News & Opinion

Resolutions ring in a new golf year

It’s said that you shouldn’t make resolutions that you can’t keep, but now that it’s a new year, some people in the world of golf are in need of some changes. Here are a few:

Rory McIlroy should resolve to rehire caddie J.P. Fitzgerald. When McIlroy and Fitzgerald got together more than 10 years ago, it was said by insiders that Fitzgerald might not be the best caddie in the world, but he would be the best caddie for McIlroy. McIlroy won 22 worldwide events, including four majors, with Fitzgerald on the bag. When McIlroy fired his caddie in July 2017, he was replaced with Harry Diamond, McIlroy’s best friend and best man. Since then, McIlroy has won once.

PGA Tour commissioner Jay Monahan should resolve finally to do something about slow play. It would be Monahan’s everlasting legacy if he could get PGA Tour players to finish rounds in 4½ hours. The professionals would set a proper example for the public, particularly youngsters, if they could solve this problem. The issue is that everyone on Tour knows who the slow players are and won’t do anything about them. The irony is that most Tour players are forced to pace themselves to gear down to the slow flow of traffic.

Whoever will be the next U.S. Ryder Cup captain (Steve Stricker?) should resolve to sit down with Paul Azinger and do for 2020 what Azinger did in 2008. Period. How many times do we have to say it? Behind Azinger’s formula, the Americans won in 2008 for the first time since 1999. The U.S. lost three more Ryder Cups in a row before Davis Love III was the 2016 captain. He used some of Azinger’s methods when the U.S. won at Hazeltine National. But Azinger is the U.S. guru and should be consulted for every move leading up to the event. How difficult could that be?

Fox Sports should resolve to hire Phil Mickelson to replace Azinger in the analyst’s chair for its golf telecasts. It’s pretty clear that Mickelson won’t play the Champions Tour when he turns 50 in 2020, although Monahan certainly wishes that Mickelson would. Fox would do well to wrap up Mickelson. He would have to do only the nine USGA events a year that Fox is scheduled to televise, and he might opt to do fewer than that. Nobody in the game is smarter than Mickelson. Well, maybe Bryson DeChambeau. But no one else.

Tiger Woods should resolve to take a cue from Mickelson and sign more autographs and a cue from Jack Nicklaus and do more interviews. If anyone watched the Tour Championship on TV or attended it in person, you’d know how many people followed Woods, the eventual winner, especially in the final round. Woods is 43, and his career isn’t going to last forever. It’s time for him to give back and share more of himself with the fans who love him.

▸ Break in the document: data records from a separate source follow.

//! Lifecycle management.
//!
//! # Responsibilities
//! - Broadcast a shutdown signal to background tasks
//! - Translate OS signals into that shutdown
//!
//! # Design Decisions
//! - Background tasks never outlive an explicit shutdown
//! - Breaker state is in-memory only; nothing is flushed on exit

pub mod shutdown;
pub mod signals;

pub use shutdown::Shutdown;
pub use signals::wait_for_signal;
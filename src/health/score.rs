//! Overall health score and recommendations.
//!
//! ```text
//! overall = (0.6 * closed_fraction + 0.4 * avg_success_rate / 100) * 100
//! ```

use crate::health::report::BreakerReport;
use crate::resilience::circuit_breaker::CircuitState;

const CLOSED_WEIGHT: f64 = 0.6;
const SUCCESS_RATE_WEIGHT: f64 = 0.4;

/// Breakers below this success rate (percent) get a recommendation.
pub const SUCCESS_RATE_WARNING_THRESHOLD: f64 = 90.0;

/// Overall scores below this get a generic warning.
pub const HEALTH_WARNING_THRESHOLD: f64 = 80.0;

/// Aggregate score in [0, 100]. An empty registry scores 100.
pub fn overall_health(breakers: &[BreakerReport]) -> f64 {
    if breakers.is_empty() {
        return 100.0;
    }

    let count = breakers.len() as f64;
    let closed = breakers
        .iter()
        .filter(|b| b.state == CircuitState::Closed)
        .count() as f64;
    let avg_success_rate = breakers.iter().map(|b| b.metrics.success_rate).sum::<f64>() / count;

    let score = (CLOSED_WEIGHT * (closed / count) + SUCCESS_RATE_WEIGHT * (avg_success_rate / 100.0)) * 100.0;
    score.clamp(0.0, 100.0)
}

/// Plain-language advice derived from the breaker snapshots.
pub fn recommendations(breakers: &[BreakerReport], overall: f64) -> Vec<String> {
    let mut out = Vec::new();

    for breaker in breakers.iter().filter(|b| b.state == CircuitState::Open) {
        out.push(format!(
            "Circuit breaker '{}' is open; investigate the downstream service",
            breaker.name
        ));
    }

    for breaker in breakers
        .iter()
        .filter(|b| b.metrics.success_rate < SUCCESS_RATE_WARNING_THRESHOLD)
    {
        out.push(format!(
            "'{}' has a low success rate ({:.1}%); consider tuning retries or adding fallbacks",
            breaker.name, breaker.metrics.success_rate
        ));
    }

    if overall < HEALTH_WARNING_THRESHOLD {
        out.push(format!(
            "Overall resilience health is {overall:.1}; review failing dependencies"
        ));
    }

    out
}

#[cfg(test)]
mod tests {
    use super::*;
    use crate::resilience::circuit_breaker::CircuitBreakerMetrics;

    fn breaker(name: &str, state: CircuitState, success_rate: f64) -> BreakerReport {
        BreakerReport {
            name: name.to_string(),
            state,
            metrics: CircuitBreakerMetrics {
                success_count: 0,
                failure_count: 0,
                rejected_count: 0,
                total_requests: 0,
                success_rate,
                average_response_time_ms: 0.0,
                last_failure_time: None,
                last_success_time: None,
            },
        }
    }

    #[test]
    fn test_empty_registry_is_fully_healthy() {
        assert_eq!(overall_health(&[]), 100.0);
        assert!(recommendations(&[], 100.0).is_empty());
    }

    #[test]
    fn test_all_closed_and_successful() {
        let breakers = [
            breaker("ticker", CircuitState::Closed, 100.0),
            breaker("orders", CircuitState::Closed, 100.0),
        ];
        let score = overall_health(&breakers);
        assert!((score - 100.0).abs() < f64::EPSILON);
        assert!(recommendations(&breakers, score).is_empty());
    }

    #[test]
    fn test_weighted_formula() {
        // closed fraction 0.5, average success rate 50%
        let breakers = [
            breaker("ticker", CircuitState::Closed, 100.0),
            breaker("orders", CircuitState::Open, 0.0),
        ];
        let score = overall_health(&breakers);
        assert!((score - 50.0).abs() < 1e-9);
    }

    #[test]
    fn test_recommendations() {
        let breakers = [
            breaker("ticker", CircuitState::Closed, 85.0),
            breaker("orders", CircuitState::Open, 20.0),
        ];
        let score = overall_health(&breakers);
        let advice = recommendations(&breakers, score);

        assert_eq!(advice.len(), 4);
        assert!(advice[0].contains("'orders' is open"));
        assert!(advice.iter().any(|a| a.contains("'ticker' has a low success rate (85.0%)")));
        assert!(advice.iter().any(|a| a.contains("'orders' has a low success rate")));
        assert!(advice.last().unwrap().starts_with("Overall resilience health"));
    }

    #[test]
    fn test_half_open_is_not_counted_as_closed() {
        let breakers = [breaker("ticker", CircuitState::HalfOpen, 100.0)];
        let score = overall_health(&breakers);
        assert!((score - 40.0).abs() < 1e-9);
        // Not open, success rate fine, only the overall warning applies.
        assert_eq!(recommendations(&breakers, score).len(), 1);
    }
}
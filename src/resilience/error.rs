//! Failure types for guarded operations.

use std::time::Duration;

use serde::Serialize;
use thiserror::Error;

/// Structured failure returned by a guarded operation.
///
/// `status` carries an HTTP-like code when the downstream reported one; the
/// default retry predicate uses it to skip client errors.
#[derive(Debug, Clone, PartialEq, Eq, Error)]
#[error("{message}")]
pub struct OperationFailure {
    pub message: String,
    pub status: Option<u16>,
}

impl OperationFailure {
    pub fn new(message: impl Into<String>) -> Self {
        Self {
            message: message.into(),
            status: None,
        }
    }

    pub fn with_status(message: impl Into<String>, status: u16) -> Self {
        Self {
            message: message.into(),
            status: Some(status),
        }
    }

    /// True for 4xx codes.
    pub fn is_client_error(&self) -> bool {
        self.status.is_some_and(is_client_status)
    }
}

/// Coarse failure category, exposed for callers that branch on the cause.
#[derive(Debug, Clone, Copy, PartialEq, Eq, Serialize)]
#[serde(rename_all = "snake_case")]
pub enum ErrorKind {
    CircuitOpen,
    Timeout,
    Operation,
    RetryExhausted,
    FallbackExhausted,
}

/// Errors surfaced by the resilience layer.
#[derive(Debug, Clone, Error)]
pub enum ResilienceError {
    /// Breaker is open and its reset deadline has not passed.
    #[error("circuit breaker '{name}' is open, retry in {}ms", .retry_after.as_millis())]
    CircuitOpen { name: String, retry_after: Duration },

    /// The call did not finish within its deadline.
    #[error("operation timed out after {}ms", .after.as_millis())]
    Timeout { after: Duration },

    /// The operation itself failed.
    #[error(transparent)]
    Operation(#[from] OperationFailure),

    /// Retries exhausted, or the failure was not worth retrying.
    #[error("operation failed after {attempts} attempt(s): {source}")]
    RetryExhausted {
        attempts: u32,
        #[source]
        source: Box<ResilienceError>,
    },

    /// Primary, every fallback strategy and the cache all failed.
    #[error("all fallback strategies failed and no cached value is available; primary failure: {primary}")]
    FallbackExhausted {
        #[source]
        primary: Box<ResilienceError>,
    },
}

impl ResilienceError {
    pub fn kind(&self) -> ErrorKind {
        match self {
            Self::CircuitOpen { .. } => ErrorKind::CircuitOpen,
            Self::Timeout { .. } => ErrorKind::Timeout,
            Self::Operation(_) => ErrorKind::Operation,
            Self::RetryExhausted { .. } => ErrorKind::RetryExhausted,
            Self::FallbackExhausted { .. } => ErrorKind::FallbackExhausted,
        }
    }

    /// Status code of the innermost operation failure, if any.
    pub fn status(&self) -> Option<u16> {
        match self {
            Self::Operation(failure) => failure.status,
            Self::RetryExhausted { source, .. } => source.status(),
            Self::FallbackExhausted { primary } => primary.status(),
            Self::CircuitOpen { .. } | Self::Timeout { .. } => None,
        }
    }

    /// True when the innermost operation failure carries a 4xx code.
    pub fn is_client_error(&self) -> bool {
        self.status().is_some_and(is_client_status)
    }

    pub fn is_circuit_open(&self) -> bool {
        matches!(self, Self::CircuitOpen { .. })
    }
}

fn is_client_status(status: u16) -> bool {
    (400..=499).contains(&status)
}

#[cfg(test)]
mod tests {
    use super::*;

    #[test]
    fn test_client_error_range() {
        assert!(OperationFailure::with_status("not found", 404).is_client_error());
        assert!(OperationFailure::with_status("bad request", 400).is_client_error());
        assert!(!OperationFailure::with_status("unavailable", 503).is_client_error());
        assert!(!OperationFailure::new("connection reset").is_client_error());
    }

    #[test]
    fn test_status_survives_wrapping() {
        let inner = ResilienceError::from(OperationFailure::with_status("rate limited", 429));
        let retried = ResilienceError::RetryExhausted {
            attempts: 1,
            source: Box::new(inner),
        };
        assert_eq!(retried.status(), Some(429));
        assert_eq!(retried.kind(), ErrorKind::RetryExhausted);

        let exhausted = ResilienceError::FallbackExhausted {
            primary: Box::new(retried),
        };
        assert_eq!(exhausted.status(), Some(429));
        assert!(exhausted.is_client_error());
    }

    #[test]
    fn test_error_display() {
        let err = ResilienceError::Timeout {
            after: Duration::from_millis(250),
        };
        assert_eq!(err.to_string(), "operation timed out after 250ms");

        let err = ResilienceError::FallbackExhausted {
            primary: Box::new(OperationFailure::new("exchange down").into()),
        };
        assert!(err.to_string().contains("exchange down"));

        let err = ResilienceError::CircuitOpen {
            name: "ticker".into(),
            retry_after: Duration::from_secs(3),
        };
        assert!(err.is_circuit_open());
        assert!(err.to_string().contains("'ticker'"));
    }
}
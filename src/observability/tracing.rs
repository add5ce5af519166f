//! Span helpers for guarded calls.
//!
//! Every resilient call gets a fresh UUID v4 so log lines from its retries,
//! breaker decisions and fallbacks can be correlated.

use tracing::Span;
use uuid::Uuid;

/// Create the span wrapping one coordinator call.
pub fn call_span(operation: &str) -> (Span, Uuid) {
    let call_id = Uuid::new_v4();
    let span = tracing::info_span!("resilient_call", operation = %operation, call_id = %call_id);
    (span, call_id)
}
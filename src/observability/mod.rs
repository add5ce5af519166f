//! Observability subsystem.
//!
//! # Data Flow
//! ```text
//! Breakers, retries and the fallback cascade produce:
//!     → logging.rs (structured log events)
//!     → metrics.rs (counters, gauges, histograms)
//!     → tracing.rs (per-call spans with call IDs)
//!
//! Consumers:
//!     → Log aggregation (stdout)
//!     → Metrics endpoint (Prometheus scrape)
//! ```
//!
//! # Design Decisions
//! - Structured logging (JSON) for machine parsing
//! - Call ID flows through every log line of one resilient call
//! - Metrics are cheap (atomic increments)

pub mod logging;
pub mod metrics;
pub mod tracing;
//! Serializable health report types.

use serde::Serialize;

use crate::health::score::{overall_health, recommendations, HEALTH_WARNING_THRESHOLD};
use crate::resilience::circuit_breaker::{CircuitBreakerMetrics, CircuitState};

/// Snapshot of one registered breaker.
#[derive(Debug, Clone, PartialEq, Serialize)]
pub struct BreakerReport {
    pub name: String,
    pub state: CircuitState,
    pub metrics: CircuitBreakerMetrics,
}

/// Whole-system view returned by the coordinator.
#[derive(Debug, Clone, PartialEq, Serialize)]
pub struct SystemResilienceReport {
    pub breakers: Vec<BreakerReport>,
    /// Score in [0, 100].
    pub overall_health: f64,
    pub recommendations: Vec<String>,
}

impl SystemResilienceReport {
    /// Score the given breakers. Breakers are reported sorted by name.
    pub fn from_breakers(mut breakers: Vec<BreakerReport>) -> Self {
        breakers.sort_by(|a, b| a.name.cmp(&b.name));
        let overall_health = overall_health(&breakers);
        let recommendations = recommendations(&breakers, overall_health);
        Self {
            breakers,
            overall_health,
            recommendations,
        }
    }

    pub fn open_breakers(&self) -> impl Iterator<Item = &str> {
        self.breakers
            .iter()
            .filter(|b| b.state == CircuitState::Open)
            .map(|b| b.name.as_str())
    }

    pub fn is_degraded(&self) -> bool {
        self.overall_health < HEALTH_WARNING_THRESHOLD
    }
}

#[cfg(test)]
mod tests {
    use super::*;

    fn report(name: &str, state: CircuitState) -> BreakerReport {
        BreakerReport {
            name: name.to_string(),
            state,
            metrics: CircuitBreakerMetrics {
                success_count: 0,
                failure_count: 0,
                rejected_count: 0,
                total_requests: 0,
                success_rate: 100.0,
                average_response_time_ms: 0.0,
                last_failure_time: None,
                last_success_time: None,
            },
        }
    }

    #[test]
    fn test_breakers_sorted_by_name() {
        let report = SystemResilienceReport::from_breakers(vec![
            report("ticker", CircuitState::Closed),
            report("balances", CircuitState::Open),
        ]);
        let names: Vec<_> = report.breakers.iter().map(|b| b.name.as_str()).collect();
        assert_eq!(names, ["balances", "ticker"]);
        assert_eq!(report.open_breakers().collect::<Vec<_>>(), ["balances"]);
        assert!(report.is_degraded());
        assert!(!SystemResilienceReport::from_breakers(Vec::new()).is_degraded());
    }

    #[test]
    fn test_serializes_to_json() {
        let report = SystemResilienceReport::from_breakers(vec![report("orders", CircuitState::HalfOpen)]);
        let json = serde_json::to_value(&report).unwrap();
        assert_eq!(json["breakers"][0]["state"], "half_open");
        assert_eq!(json["breakers"][0]["metrics"]["success_rate"], 100.0);
        assert!(json["overall_health"].is_number());
    }
}
//! Shutdown coordination for background tasks.

use std::sync::atomic::{AtomicBool, Ordering};
use std::sync::Arc;

use tokio::sync::broadcast;

/// Coordinator for graceful shutdown.
///
/// Provides a broadcast channel that breaker monitors, the cache sweeper and
/// the event recorder subscribe to. Cloning yields a handle to the same signal.
#[derive(Clone)]
pub struct Shutdown {
    /// Broadcast channel sender.
    tx: broadcast::Sender<()>,
    triggered: Arc<AtomicBool>,
}

impl Shutdown {
    /// Create a new shutdown coordinator.
    pub fn new() -> Self {
        let (tx, _) = broadcast::channel(1);
        Self {
            tx,
            triggered: Arc::new(AtomicBool::new(false)),
        }
    }

    /// Subscribe to the shutdown signal.
    pub fn subscribe(&self) -> broadcast::Receiver<()> {
        self.tx.subscribe()
    }

    /// Trigger the shutdown signal.
    pub fn trigger(&self) {
        self.triggered.store(true, Ordering::SeqCst);
        let _ = self.tx.send(());
    }

    /// Whether `trigger` has been called. Late subscribers check this since
    /// they miss the broadcast.
    pub fn is_triggered(&self) -> bool {
        self.triggered.load(Ordering::SeqCst)
    }
}

impl Default for Shutdown {
    fn default() -> Self {
        Self::new()
    }
}
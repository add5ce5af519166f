//! Metrics collection and exposition.
//!
//! # Metrics
//! - `resilience_calls_total` (counter): guarded calls by breaker, outcome
//! - `resilience_call_duration_seconds` (histogram): latency of successful calls
//! - `resilience_breaker_state` (gauge): 0=closed, 1=half-open, 2=open
//! - `resilience_breaker_rejections_total` (counter): fast-failed calls
//! - `resilience_breaker_success_rate` (gauge): last monitored success rate, percent
//! - `resilience_retries_total` (counter): retry attempts scheduled
//! - `resilience_fallback_total` (counter): cascade outcomes by source
//! - `resilience_cache_entries` (gauge): live fallback cache entries
//! - `resilience_overall_health` (gauge): aggregate score 0-100
//!
//! # Design Decisions
//! - Recording goes through the `metrics` facade; without an installed
//!   recorder every call is a no-op
//! - Prometheus exporter is opt-in via settings

use std::net::SocketAddr;
use std::time::Duration;

use metrics::{counter, gauge, histogram};
use metrics_exporter_prometheus::{BuildError, PrometheusBuilder};

use crate::resilience::circuit_breaker::CircuitState;

/// Install the Prometheus recorder and its scrape endpoint.
pub fn init_metrics(addr: SocketAddr) -> Result<(), BuildError> {
    PrometheusBuilder::new().with_http_listener(addr).install()?;
    tracing::info!(address = %addr, "Metrics exporter listening");
    Ok(())
}

pub fn record_call(breaker: &str, outcome: &'static str) {
    counter!("resilience_calls_total", "breaker" => breaker.to_string(), "outcome" => outcome)
        .increment(1);
}

pub fn record_call_duration(breaker: &str, elapsed: Duration) {
    histogram!("resilience_call_duration_seconds", "breaker" => breaker.to_string())
        .record(elapsed.as_secs_f64());
}

pub fn record_breaker_state(breaker: &str, state: CircuitState) {
    let value = match state {
        CircuitState::Closed => 0.0,
        CircuitState::HalfOpen => 1.0,
        CircuitState::Open => 2.0,
    };
    gauge!("resilience_breaker_state", "breaker" => breaker.to_string()).set(value);
}

pub fn record_rejection(breaker: &str) {
    counter!("resilience_breaker_rejections_total", "breaker" => breaker.to_string())
        .increment(1);
}

pub fn record_success_rate(breaker: &str, rate: f64) {
    gauge!("resilience_breaker_success_rate", "breaker" => breaker.to_string()).set(rate);
}

pub fn record_retry() {
    counter!("resilience_retries_total").increment(1);
}

pub fn record_fallback(source: &'static str) {
    counter!("resilience_fallback_total", "source" => source).increment(1);
}

pub fn record_cache_size(entries: usize) {
    gauge!("resilience_cache_entries").set(entries as f64);
}

pub fn record_overall_health(score: f64) {
    gauge!("resilience_overall_health").set(score);
}
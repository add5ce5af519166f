//! Periodic guarded probing.
//!
//! # Data Flow
//! ```text
//! ticker ──▶ probe::fetch through the coordinator ──▶ log outcome + health
//! settings file change ──▶ ConfigWatcher ──▶ coordinator.apply_settings
//! Ctrl-C / SIGTERM ──▶ coordinator.shutdown ──▶ background tasks drain
//! ```

use std::path::PathBuf;
use std::time::Duration;

use clap::Args;
use tokio::sync::mpsc;

use crate::commands::probe::{fetch, http_client};
use crate::commands::CommandError;
use crate::config::watcher::ConfigWatcher;
use crate::config::ResilienceSettings;
use crate::lifecycle::wait_for_signal;
use crate::resilience::{ResilienceCoordinator, ResilienceOptions};

#[derive(Debug, Args)]
pub struct MonitorArgs {
    /// URL to probe.
    pub url: String,

    /// Seconds between probes.
    #[arg(long, default_value_t = 10)]
    pub interval_secs: u64,

    /// Per-request HTTP client timeout.
    #[arg(long, default_value_t = 10_000)]
    pub request_timeout_ms: u64,
}

pub async fn run(
    args: MonitorArgs,
    settings: ResilienceSettings,
    config_path: Option<PathBuf>,
) -> Result<(), CommandError> {
    let client = http_client(Duration::from_millis(args.request_timeout_ms))?;
    let coordinator = ResilienceCoordinator::new(settings);
    let background = coordinator.spawn_background();

    // The watcher stops when dropped, keep it for the whole loop.
    let (_watcher, _idle_tx, mut updates) = match &config_path {
        Some(path) => {
            let (watcher, updates) = ConfigWatcher::new(path);
            (Some(watcher.run()?), None, updates)
        }
        None => {
            let (tx, updates) = mpsc::unbounded_channel();
            (None, Some(tx), updates)
        }
    };

    let mut ticker = tokio::time::interval(Duration::from_secs(args.interval_secs.max(1)));
    let signal = wait_for_signal();
    tokio::pin!(signal);

    tracing::info!(url = %args.url, interval_secs = args.interval_secs, "Monitoring started");

    loop {
        tokio::select! {
            _ = ticker.tick() => {
                let result = coordinator
                    .execute_resilient_operation(
                        || fetch(&client, &args.url),
                        ResilienceOptions::new(args.url.clone()),
                    )
                    .await;
                let report = coordinator.get_system_resilience_metrics();

                match result {
                    Ok(body) => tracing::info!(
                        url = %args.url,
                        bytes = body.len(),
                        overall_health = report.overall_health,
                        "Probe succeeded"
                    ),
                    Err(e) => tracing::warn!(
                        url = %args.url,
                        kind = ?e.kind(),
                        error = %e,
                        overall_health = report.overall_health,
                        "Probe failed"
                    ),
                }
                if report.is_degraded() {
                    tracing::warn!(
                        overall_health = report.overall_health,
                        open = ?report.open_breakers().collect::<Vec<_>>(),
                        "Resilience degraded"
                    );
                }
                for recommendation in &report.recommendations {
                    tracing::warn!(%recommendation, "Resilience recommendation");
                }
            }
            Some(settings) = updates.recv() => {
                coordinator.apply_settings(settings);
            }
            _ = &mut signal => break,
        }
    }

    coordinator.shutdown();
    for handle in background {
        let _ = handle.await;
    }
    Ok(())
}
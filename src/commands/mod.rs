//! Command-line interface.
//!
//! Each subcommand lives in its own module and receives the fully loaded
//! settings; global flags only override the observability section.

pub mod check_config;
pub mod monitor;
pub mod probe;
pub mod simulate;

use std::path::PathBuf;

use clap::{Parser, Subcommand};
use thiserror::Error;

use crate::config::{load_config, ConfigError, ResilienceSettings};
use crate::resilience::ResilienceError;

#[derive(Debug, Parser)]
#[command(name = "resilience-guard")]
#[command(about = "Circuit breakers, retries and fallbacks for unreliable downstreams", long_about = None)]
pub struct Cli {
    /// Settings file (TOML). Defaults are used when omitted.
    #[arg(short, long, global = true)]
    pub config: Option<PathBuf>,

    /// Override the configured log level.
    #[arg(long, global = true)]
    pub log_level: Option<String>,

    /// Emit JSON log lines.
    #[arg(long, global = true)]
    pub json_logs: bool,

    #[command(subcommand)]
    pub command: Command,
}

#[derive(Debug, Subcommand)]
pub enum Command {
    /// Drive a synthetic flaky downstream and print the health report
    Simulate(simulate::SimulateArgs),
    /// Fetch a URL once through the resilience layer
    Probe(probe::ProbeArgs),
    /// Probe a URL periodically until interrupted
    Monitor(monitor::MonitorArgs),
    /// Load and validate a settings file
    CheckConfig(check_config::CheckConfigArgs),
}

impl Cli {
    /// Settings from `--config` (or defaults) with the command-line overrides applied.
    pub fn load_settings(&self) -> Result<ResilienceSettings, ConfigError> {
        let mut settings = match &self.config {
            Some(path) => load_config(path)?,
            None => ResilienceSettings::default(),
        };

        if let Some(level) = &self.log_level {
            settings.observability.log_level = level.clone();
        }
        if self.json_logs {
            settings.observability.json_logs = true;
        }
        Ok(settings)
    }
}

/// Errors surfaced by a subcommand.
#[derive(Debug, Error)]
pub enum CommandError {
    #[error(transparent)]
    Config(#[from] ConfigError),

    #[error(transparent)]
    Resilience(#[from] ResilienceError),

    #[error("failed to build HTTP client: {0}")]
    Http(#[from] reqwest::Error),

    #[error("failed to watch settings file: {0}")]
    Watch(#[from] notify::Error),

    #[error("failed to render output: {0}")]
    Render(#[from] serde_json::Error),

    #[error("failed to render settings: {0}")]
    RenderToml(#[from] toml::ser::Error),
}

/// Dispatch to the selected subcommand.
pub async fn run(cli: Cli, settings: ResilienceSettings) -> Result<(), CommandError> {
    match cli.command {
        Command::Simulate(args) => simulate::run(args, settings).await,
        Command::Probe(args) => probe::run(args, settings).await,
        Command::Monitor(args) => monitor::run(args, settings, cli.config).await,
        Command::CheckConfig(args) => check_config::run(args),
    }
}

#[cfg(test)]
mod tests {
    use super::*;

    #[test]
    fn test_parse_simulate_with_overrides() {
        let cli = Cli::try_parse_from([
            "resilience-guard",
            "simulate",
            "--calls",
            "10",
            "--log-level",
            "debug",
            "--json-logs",
        ])
        .unwrap();

        let settings = cli.load_settings().unwrap();
        assert_eq!(settings.observability.log_level, "debug");
        assert!(settings.observability.json_logs);
        match cli.command {
            Command::Simulate(args) => assert_eq!(args.calls, 10),
            other => panic!("unexpected command: {other:?}"),
        }
    }

    #[test]
    fn test_parse_probe_requires_url() {
        assert!(Cli::try_parse_from(["resilience-guard", "probe"]).is_err());
        let cli = Cli::try_parse_from(["resilience-guard", "probe", "http://localhost:8080/health"]).unwrap();
        assert!(matches!(cli.command, Command::Probe(_)));
    }

    #[test]
    fn test_missing_config_file_is_an_error() {
        let cli = Cli::try_parse_from([
            "resilience-guard",
            "--config",
            "/nonexistent/resilience.toml",
            "check-config",
            "/nonexistent/resilience.toml",
        ])
        .unwrap();
        assert!(matches!(cli.load_settings(), Err(ConfigError::Io(_))));
    }
}
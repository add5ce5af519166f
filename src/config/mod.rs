//! Configuration management subsystem.
//!
//! # Data Flow
//! ```text
//! settings file (TOML)
//!     → loader.rs (parse & deserialize)
//!     → validation.rs (semantic checks)
//!     → ResilienceSettings (validated, immutable)
//!     → handed to ResilienceCoordinator
//!
//! On file change:
//!     watcher.rs detects change
//!     → loader.rs loads new settings
//!     → validation.rs validates
//!     → coordinator swaps its defaults atomically
//!     → breakers created afterwards use the new defaults
//! ```
//!
//! # Design Decisions
//! - Settings are immutable once loaded; changes require full reload
//! - All fields have defaults to allow minimal files
//! - Validation separates syntactic (serde) from semantic checks

pub mod loader;
pub mod schema;
pub mod validation;
pub mod watcher;

pub use loader::{load_config, ConfigError};
pub use schema::CacheConfig;
pub use schema::CircuitBreakerConfig;
pub use schema::FallbackConfig;
pub use schema::ObservabilityConfig;
pub use schema::ResilienceSettings;
pub use schema::RetryConfig;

Rickie Fowler should resolve to sit down with sports psychologist Bob Rotella and figure out why Fowler is not more successful. He just turned 30 and is the game’s biggest underachiever. Fowler has won only four times in nine seasons on the PGA Tour, and he has yet to win a major title. More telling is the fact that he has 13 runner-up finishes on Tour. Fowler has plenty of physical talent, but his failure to get across the finish line is way more mental than physical.

Jordan Spieth should resolve to look at videos of his 2015 play and swing and putt like the year when he won five times, including the Masters and the U.S. Open. He was one shot out of the playoff at the British Open and finished second in the PGA Championship. But somehow someone decided that his chicken-wing left arm at the finish was bad, and he wound up with an ultra-weak left-hand grip. Because he had confidence in his swing, he had even more belief in his putting. Sometimes you just have to go back to what made you successful.

Lexi Thompson should resolve to see putting guru Phil Kenyon. Or Dave Stockton. Or Dave Pelz. Or Stan Utley. Or the airport skycap. Anybody who can help with her putting. Thompson wins by virtue of her sheer talent and ball-striking skills. Can you imagine what kind of player she’d be if she were a good putter? She has been on the LPGA tour since 2012 but is only 23. In that time, she has won 10 times, including a major. But you have to believe that Thompson is still on the verge of her best golf. Don’t you?